▶ _What is required_
Every line in the material below that includes "content" should be copied.

▶ _Listed records_
☆ ☆ ☆ ☆ ☆

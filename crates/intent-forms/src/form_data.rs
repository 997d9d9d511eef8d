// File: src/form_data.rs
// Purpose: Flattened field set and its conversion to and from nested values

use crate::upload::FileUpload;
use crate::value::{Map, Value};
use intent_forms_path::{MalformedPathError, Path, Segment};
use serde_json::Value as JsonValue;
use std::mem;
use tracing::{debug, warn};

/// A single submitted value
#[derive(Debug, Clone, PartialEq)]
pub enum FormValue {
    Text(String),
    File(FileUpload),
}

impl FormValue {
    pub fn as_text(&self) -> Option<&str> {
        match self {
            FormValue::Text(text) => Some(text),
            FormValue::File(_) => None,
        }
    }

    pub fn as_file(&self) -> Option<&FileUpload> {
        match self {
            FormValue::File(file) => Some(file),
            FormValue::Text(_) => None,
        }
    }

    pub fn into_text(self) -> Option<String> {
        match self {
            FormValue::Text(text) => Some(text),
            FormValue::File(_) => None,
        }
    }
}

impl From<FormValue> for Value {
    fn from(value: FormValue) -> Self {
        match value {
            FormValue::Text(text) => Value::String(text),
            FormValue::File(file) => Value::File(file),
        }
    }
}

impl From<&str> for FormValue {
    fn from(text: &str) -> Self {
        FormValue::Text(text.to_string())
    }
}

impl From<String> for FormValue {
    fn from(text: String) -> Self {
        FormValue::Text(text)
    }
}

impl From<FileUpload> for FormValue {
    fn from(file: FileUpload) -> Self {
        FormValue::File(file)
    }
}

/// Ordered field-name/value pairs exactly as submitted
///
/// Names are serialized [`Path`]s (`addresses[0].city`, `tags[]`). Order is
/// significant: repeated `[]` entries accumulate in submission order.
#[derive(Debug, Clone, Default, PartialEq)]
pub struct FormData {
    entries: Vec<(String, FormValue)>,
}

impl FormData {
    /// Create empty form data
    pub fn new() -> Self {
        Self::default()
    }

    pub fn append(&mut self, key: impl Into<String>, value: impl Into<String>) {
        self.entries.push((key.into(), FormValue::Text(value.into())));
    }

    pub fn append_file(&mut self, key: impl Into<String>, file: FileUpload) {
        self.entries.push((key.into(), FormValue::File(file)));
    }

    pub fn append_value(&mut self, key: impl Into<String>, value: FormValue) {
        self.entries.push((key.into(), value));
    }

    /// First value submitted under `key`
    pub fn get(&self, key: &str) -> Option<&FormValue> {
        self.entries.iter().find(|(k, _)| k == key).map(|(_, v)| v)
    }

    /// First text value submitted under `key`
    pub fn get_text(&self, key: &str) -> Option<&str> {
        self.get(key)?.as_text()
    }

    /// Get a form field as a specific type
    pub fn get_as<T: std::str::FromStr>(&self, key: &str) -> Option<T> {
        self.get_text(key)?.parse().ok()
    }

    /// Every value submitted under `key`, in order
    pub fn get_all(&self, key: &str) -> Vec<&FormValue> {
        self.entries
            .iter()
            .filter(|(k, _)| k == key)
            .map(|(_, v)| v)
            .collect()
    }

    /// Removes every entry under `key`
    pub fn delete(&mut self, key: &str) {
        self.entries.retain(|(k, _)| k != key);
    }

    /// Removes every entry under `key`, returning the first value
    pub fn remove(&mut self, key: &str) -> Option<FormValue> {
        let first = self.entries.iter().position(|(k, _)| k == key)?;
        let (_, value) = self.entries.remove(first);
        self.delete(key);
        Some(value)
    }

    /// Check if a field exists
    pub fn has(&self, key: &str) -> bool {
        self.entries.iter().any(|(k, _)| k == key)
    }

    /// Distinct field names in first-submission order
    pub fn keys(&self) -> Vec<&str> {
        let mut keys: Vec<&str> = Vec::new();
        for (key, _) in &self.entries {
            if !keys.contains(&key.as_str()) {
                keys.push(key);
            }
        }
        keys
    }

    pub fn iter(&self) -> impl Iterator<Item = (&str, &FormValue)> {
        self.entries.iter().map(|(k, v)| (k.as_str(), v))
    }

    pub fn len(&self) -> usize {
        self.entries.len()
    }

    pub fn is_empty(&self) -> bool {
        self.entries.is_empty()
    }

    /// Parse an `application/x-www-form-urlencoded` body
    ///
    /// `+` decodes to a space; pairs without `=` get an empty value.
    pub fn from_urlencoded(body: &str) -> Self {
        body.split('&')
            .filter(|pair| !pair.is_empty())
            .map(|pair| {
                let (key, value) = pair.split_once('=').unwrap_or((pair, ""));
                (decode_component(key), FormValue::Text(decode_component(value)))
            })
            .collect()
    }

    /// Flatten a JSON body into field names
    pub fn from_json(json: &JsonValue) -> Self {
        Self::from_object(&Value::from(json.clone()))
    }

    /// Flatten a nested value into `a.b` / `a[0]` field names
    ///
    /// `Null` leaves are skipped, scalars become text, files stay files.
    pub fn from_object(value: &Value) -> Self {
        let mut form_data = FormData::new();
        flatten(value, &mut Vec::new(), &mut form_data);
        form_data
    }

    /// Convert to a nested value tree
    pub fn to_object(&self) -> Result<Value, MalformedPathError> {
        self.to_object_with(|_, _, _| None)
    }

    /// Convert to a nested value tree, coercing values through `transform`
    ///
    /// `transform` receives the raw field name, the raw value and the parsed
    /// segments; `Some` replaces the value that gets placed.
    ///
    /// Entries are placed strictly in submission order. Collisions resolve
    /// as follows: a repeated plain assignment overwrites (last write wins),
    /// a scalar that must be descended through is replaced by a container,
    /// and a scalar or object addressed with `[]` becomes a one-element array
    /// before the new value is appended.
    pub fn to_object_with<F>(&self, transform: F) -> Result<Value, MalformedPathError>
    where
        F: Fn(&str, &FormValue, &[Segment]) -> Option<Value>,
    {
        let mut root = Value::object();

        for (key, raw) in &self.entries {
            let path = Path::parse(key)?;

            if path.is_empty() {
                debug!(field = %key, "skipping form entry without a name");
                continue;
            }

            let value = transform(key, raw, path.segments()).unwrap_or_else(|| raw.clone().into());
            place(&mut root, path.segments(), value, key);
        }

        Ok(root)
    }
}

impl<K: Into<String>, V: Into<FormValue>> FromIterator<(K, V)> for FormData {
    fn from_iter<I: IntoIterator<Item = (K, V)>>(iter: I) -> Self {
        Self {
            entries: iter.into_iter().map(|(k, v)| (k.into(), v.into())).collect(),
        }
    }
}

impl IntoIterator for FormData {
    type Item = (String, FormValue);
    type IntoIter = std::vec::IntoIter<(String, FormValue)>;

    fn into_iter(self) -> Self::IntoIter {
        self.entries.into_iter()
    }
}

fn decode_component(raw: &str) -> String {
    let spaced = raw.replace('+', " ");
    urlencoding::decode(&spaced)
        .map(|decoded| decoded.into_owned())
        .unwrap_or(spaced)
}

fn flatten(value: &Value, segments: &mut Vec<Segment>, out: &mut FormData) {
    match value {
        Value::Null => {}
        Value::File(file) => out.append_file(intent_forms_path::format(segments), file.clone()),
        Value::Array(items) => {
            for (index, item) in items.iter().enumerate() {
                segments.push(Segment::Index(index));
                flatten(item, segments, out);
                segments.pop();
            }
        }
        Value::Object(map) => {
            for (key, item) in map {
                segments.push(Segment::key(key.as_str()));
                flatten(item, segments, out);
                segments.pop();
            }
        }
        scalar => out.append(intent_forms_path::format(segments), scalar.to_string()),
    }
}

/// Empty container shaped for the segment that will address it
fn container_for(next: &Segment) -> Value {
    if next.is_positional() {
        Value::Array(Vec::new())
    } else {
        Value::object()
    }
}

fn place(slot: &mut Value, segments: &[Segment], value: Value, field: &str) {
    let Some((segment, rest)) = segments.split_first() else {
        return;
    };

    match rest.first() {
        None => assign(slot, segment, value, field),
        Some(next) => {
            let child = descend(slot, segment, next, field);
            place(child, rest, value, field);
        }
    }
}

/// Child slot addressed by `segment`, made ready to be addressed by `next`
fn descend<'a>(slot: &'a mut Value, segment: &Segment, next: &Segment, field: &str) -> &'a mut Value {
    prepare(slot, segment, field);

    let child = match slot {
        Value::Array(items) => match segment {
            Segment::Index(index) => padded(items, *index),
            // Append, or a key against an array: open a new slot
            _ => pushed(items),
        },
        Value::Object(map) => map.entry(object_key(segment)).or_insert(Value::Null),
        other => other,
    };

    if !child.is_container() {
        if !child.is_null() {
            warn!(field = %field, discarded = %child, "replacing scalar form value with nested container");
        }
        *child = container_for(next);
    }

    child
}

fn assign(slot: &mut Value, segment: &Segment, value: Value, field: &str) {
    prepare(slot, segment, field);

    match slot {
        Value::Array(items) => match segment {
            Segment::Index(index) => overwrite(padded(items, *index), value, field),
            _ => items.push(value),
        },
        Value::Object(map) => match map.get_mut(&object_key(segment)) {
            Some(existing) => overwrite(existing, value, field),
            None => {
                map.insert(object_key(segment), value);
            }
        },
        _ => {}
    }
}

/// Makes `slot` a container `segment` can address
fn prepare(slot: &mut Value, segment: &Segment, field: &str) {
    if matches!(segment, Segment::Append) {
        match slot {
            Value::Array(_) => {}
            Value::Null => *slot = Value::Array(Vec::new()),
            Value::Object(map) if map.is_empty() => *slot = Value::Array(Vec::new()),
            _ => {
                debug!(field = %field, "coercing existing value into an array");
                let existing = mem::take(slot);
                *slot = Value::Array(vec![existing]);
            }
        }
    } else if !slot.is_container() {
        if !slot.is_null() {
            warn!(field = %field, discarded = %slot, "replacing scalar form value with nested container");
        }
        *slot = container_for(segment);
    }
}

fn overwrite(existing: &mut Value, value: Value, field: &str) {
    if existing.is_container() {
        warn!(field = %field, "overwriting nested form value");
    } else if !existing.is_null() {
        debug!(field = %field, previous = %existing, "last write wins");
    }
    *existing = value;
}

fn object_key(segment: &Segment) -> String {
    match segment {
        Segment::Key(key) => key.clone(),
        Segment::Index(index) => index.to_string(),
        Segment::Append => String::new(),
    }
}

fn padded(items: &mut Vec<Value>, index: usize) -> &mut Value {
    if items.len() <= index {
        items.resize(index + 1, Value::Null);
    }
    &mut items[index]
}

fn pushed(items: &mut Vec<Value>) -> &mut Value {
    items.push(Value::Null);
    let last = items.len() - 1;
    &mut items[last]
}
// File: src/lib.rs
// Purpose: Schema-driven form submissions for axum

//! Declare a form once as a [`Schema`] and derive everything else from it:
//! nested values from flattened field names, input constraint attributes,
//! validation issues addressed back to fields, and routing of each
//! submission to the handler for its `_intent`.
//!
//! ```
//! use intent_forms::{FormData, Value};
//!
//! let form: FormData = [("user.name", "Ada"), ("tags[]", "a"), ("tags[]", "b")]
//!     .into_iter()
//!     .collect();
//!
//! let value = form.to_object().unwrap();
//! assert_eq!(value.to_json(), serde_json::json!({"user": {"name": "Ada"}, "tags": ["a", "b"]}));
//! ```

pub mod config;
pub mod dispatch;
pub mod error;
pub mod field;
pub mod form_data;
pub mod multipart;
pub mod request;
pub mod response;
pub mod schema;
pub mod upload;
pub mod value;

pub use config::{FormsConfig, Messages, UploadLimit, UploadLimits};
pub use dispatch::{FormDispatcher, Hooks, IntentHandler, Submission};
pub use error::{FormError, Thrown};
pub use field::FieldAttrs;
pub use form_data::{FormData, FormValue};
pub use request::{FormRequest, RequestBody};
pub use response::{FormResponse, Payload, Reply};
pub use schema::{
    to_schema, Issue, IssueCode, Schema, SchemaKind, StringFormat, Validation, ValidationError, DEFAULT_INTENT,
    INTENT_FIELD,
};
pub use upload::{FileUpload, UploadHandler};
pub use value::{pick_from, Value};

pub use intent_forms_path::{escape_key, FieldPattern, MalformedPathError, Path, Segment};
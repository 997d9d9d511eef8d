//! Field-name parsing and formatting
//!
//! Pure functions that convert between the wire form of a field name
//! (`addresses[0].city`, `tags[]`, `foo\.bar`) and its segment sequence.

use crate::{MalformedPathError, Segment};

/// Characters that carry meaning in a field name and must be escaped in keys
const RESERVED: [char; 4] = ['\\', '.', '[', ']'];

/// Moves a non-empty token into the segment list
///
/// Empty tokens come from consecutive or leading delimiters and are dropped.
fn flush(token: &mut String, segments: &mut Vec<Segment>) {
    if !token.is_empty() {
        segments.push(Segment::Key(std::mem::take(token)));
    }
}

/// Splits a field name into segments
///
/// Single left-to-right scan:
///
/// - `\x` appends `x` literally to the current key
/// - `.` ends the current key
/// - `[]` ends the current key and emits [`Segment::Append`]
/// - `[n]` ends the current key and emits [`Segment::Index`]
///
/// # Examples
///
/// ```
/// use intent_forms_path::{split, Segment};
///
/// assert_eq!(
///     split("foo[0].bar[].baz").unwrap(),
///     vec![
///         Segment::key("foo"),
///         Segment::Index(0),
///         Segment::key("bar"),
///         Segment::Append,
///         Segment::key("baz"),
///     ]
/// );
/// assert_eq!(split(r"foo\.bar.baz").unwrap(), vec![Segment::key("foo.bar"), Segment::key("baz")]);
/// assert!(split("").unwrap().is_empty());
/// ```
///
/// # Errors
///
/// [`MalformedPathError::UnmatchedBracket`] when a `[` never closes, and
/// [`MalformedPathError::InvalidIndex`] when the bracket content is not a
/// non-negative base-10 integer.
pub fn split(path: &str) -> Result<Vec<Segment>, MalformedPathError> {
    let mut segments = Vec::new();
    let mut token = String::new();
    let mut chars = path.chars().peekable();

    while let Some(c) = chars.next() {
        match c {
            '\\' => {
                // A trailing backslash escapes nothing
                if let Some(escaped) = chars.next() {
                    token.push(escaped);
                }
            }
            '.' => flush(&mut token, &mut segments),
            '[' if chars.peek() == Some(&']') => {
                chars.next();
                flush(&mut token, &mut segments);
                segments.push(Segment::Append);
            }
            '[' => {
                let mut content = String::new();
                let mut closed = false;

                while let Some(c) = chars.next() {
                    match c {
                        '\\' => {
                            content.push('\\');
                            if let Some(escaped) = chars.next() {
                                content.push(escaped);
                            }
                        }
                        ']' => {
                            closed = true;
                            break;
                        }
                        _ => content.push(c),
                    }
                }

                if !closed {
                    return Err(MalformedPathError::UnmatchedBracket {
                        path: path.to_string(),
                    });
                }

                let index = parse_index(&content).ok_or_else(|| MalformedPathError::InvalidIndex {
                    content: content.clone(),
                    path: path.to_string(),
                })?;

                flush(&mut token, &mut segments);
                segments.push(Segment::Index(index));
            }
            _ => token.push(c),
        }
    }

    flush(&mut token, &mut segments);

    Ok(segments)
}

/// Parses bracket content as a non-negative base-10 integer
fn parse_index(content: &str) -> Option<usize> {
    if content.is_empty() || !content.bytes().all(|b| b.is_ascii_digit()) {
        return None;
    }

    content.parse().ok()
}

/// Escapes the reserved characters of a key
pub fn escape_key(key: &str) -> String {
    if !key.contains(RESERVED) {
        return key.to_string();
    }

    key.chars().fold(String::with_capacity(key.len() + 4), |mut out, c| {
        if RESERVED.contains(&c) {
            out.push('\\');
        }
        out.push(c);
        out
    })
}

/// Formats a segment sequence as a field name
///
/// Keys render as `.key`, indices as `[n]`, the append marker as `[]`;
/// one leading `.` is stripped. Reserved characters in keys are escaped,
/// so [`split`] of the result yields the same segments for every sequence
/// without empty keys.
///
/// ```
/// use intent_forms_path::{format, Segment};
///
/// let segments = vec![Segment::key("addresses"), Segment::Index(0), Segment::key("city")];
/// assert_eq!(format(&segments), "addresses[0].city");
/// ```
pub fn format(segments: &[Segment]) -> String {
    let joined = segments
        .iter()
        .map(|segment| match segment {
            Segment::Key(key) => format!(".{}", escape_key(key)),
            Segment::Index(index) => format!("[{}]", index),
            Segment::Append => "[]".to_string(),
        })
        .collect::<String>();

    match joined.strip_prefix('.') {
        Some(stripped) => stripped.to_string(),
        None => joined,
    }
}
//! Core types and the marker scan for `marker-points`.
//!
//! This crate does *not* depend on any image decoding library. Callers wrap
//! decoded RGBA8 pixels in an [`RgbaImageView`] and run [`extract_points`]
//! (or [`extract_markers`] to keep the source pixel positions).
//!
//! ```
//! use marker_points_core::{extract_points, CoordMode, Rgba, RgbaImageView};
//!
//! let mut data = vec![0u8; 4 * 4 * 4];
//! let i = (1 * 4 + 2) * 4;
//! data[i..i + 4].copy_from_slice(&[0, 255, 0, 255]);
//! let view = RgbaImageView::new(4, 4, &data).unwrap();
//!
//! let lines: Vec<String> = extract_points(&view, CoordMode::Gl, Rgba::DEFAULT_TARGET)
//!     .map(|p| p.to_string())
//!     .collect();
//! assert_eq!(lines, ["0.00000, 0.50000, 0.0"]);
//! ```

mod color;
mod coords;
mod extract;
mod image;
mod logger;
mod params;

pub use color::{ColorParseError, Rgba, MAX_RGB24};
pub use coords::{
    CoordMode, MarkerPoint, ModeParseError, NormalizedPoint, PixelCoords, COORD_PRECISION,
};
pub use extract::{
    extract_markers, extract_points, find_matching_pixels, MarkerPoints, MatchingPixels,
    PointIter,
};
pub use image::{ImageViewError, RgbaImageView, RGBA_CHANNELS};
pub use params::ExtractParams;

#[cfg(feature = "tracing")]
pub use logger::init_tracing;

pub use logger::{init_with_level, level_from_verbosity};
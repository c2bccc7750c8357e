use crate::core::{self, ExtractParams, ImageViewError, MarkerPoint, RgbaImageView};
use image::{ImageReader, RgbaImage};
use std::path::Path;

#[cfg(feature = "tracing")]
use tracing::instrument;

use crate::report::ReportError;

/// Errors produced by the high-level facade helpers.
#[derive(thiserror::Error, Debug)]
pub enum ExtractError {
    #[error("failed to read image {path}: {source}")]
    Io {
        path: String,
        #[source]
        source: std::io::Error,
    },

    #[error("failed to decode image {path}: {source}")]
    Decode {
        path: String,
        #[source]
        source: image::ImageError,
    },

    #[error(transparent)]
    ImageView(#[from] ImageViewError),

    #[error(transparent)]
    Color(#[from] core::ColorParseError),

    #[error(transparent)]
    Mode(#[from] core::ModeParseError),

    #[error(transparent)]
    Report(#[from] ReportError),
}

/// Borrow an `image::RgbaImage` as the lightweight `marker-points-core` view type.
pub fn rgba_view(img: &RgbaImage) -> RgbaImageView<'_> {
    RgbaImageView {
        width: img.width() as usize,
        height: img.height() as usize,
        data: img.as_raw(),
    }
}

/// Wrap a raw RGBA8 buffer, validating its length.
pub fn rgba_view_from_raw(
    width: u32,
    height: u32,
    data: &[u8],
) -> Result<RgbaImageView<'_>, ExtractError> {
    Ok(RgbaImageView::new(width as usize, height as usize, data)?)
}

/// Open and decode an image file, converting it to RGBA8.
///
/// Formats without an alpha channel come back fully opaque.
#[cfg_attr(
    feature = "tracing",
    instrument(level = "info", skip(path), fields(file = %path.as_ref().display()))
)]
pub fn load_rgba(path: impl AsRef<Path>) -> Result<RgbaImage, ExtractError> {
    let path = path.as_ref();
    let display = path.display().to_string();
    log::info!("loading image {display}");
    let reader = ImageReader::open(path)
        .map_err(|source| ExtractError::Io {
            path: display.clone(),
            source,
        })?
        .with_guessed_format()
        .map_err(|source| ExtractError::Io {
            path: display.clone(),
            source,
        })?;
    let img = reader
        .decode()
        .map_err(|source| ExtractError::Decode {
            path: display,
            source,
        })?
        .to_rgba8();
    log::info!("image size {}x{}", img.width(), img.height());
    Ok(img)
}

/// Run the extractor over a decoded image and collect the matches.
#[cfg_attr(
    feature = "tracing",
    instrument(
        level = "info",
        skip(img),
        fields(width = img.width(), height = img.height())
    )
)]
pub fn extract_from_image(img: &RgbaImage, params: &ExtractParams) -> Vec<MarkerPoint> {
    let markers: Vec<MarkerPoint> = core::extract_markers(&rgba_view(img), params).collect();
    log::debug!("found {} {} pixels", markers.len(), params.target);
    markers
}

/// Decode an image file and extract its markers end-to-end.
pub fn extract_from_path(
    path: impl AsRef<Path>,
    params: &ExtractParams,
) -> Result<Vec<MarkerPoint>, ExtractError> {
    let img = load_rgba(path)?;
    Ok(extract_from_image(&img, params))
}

☆ ☆ ☆ ☆ ☆

▶ _Problem solution_
/// [`MalformedPathError::InvalidIndex`] when the bracket content is not a
                let mut content = String::new();
                            content.push('\\');
                                content.push(escaped);
                        _ => content.push(c),
                let index = parse_index(&content).ok_or_else(|| MalformedPathError::InvalidIndex {
                    content: content.clone(),
/// Parses bracket content as a non-negative base-10 integer
fn parse_index(content: &str) -> Option<usize> {
    if content.is_empty() || !content.bytes().all(|b| b.is_ascii_digit()) {
    content.parse().ok()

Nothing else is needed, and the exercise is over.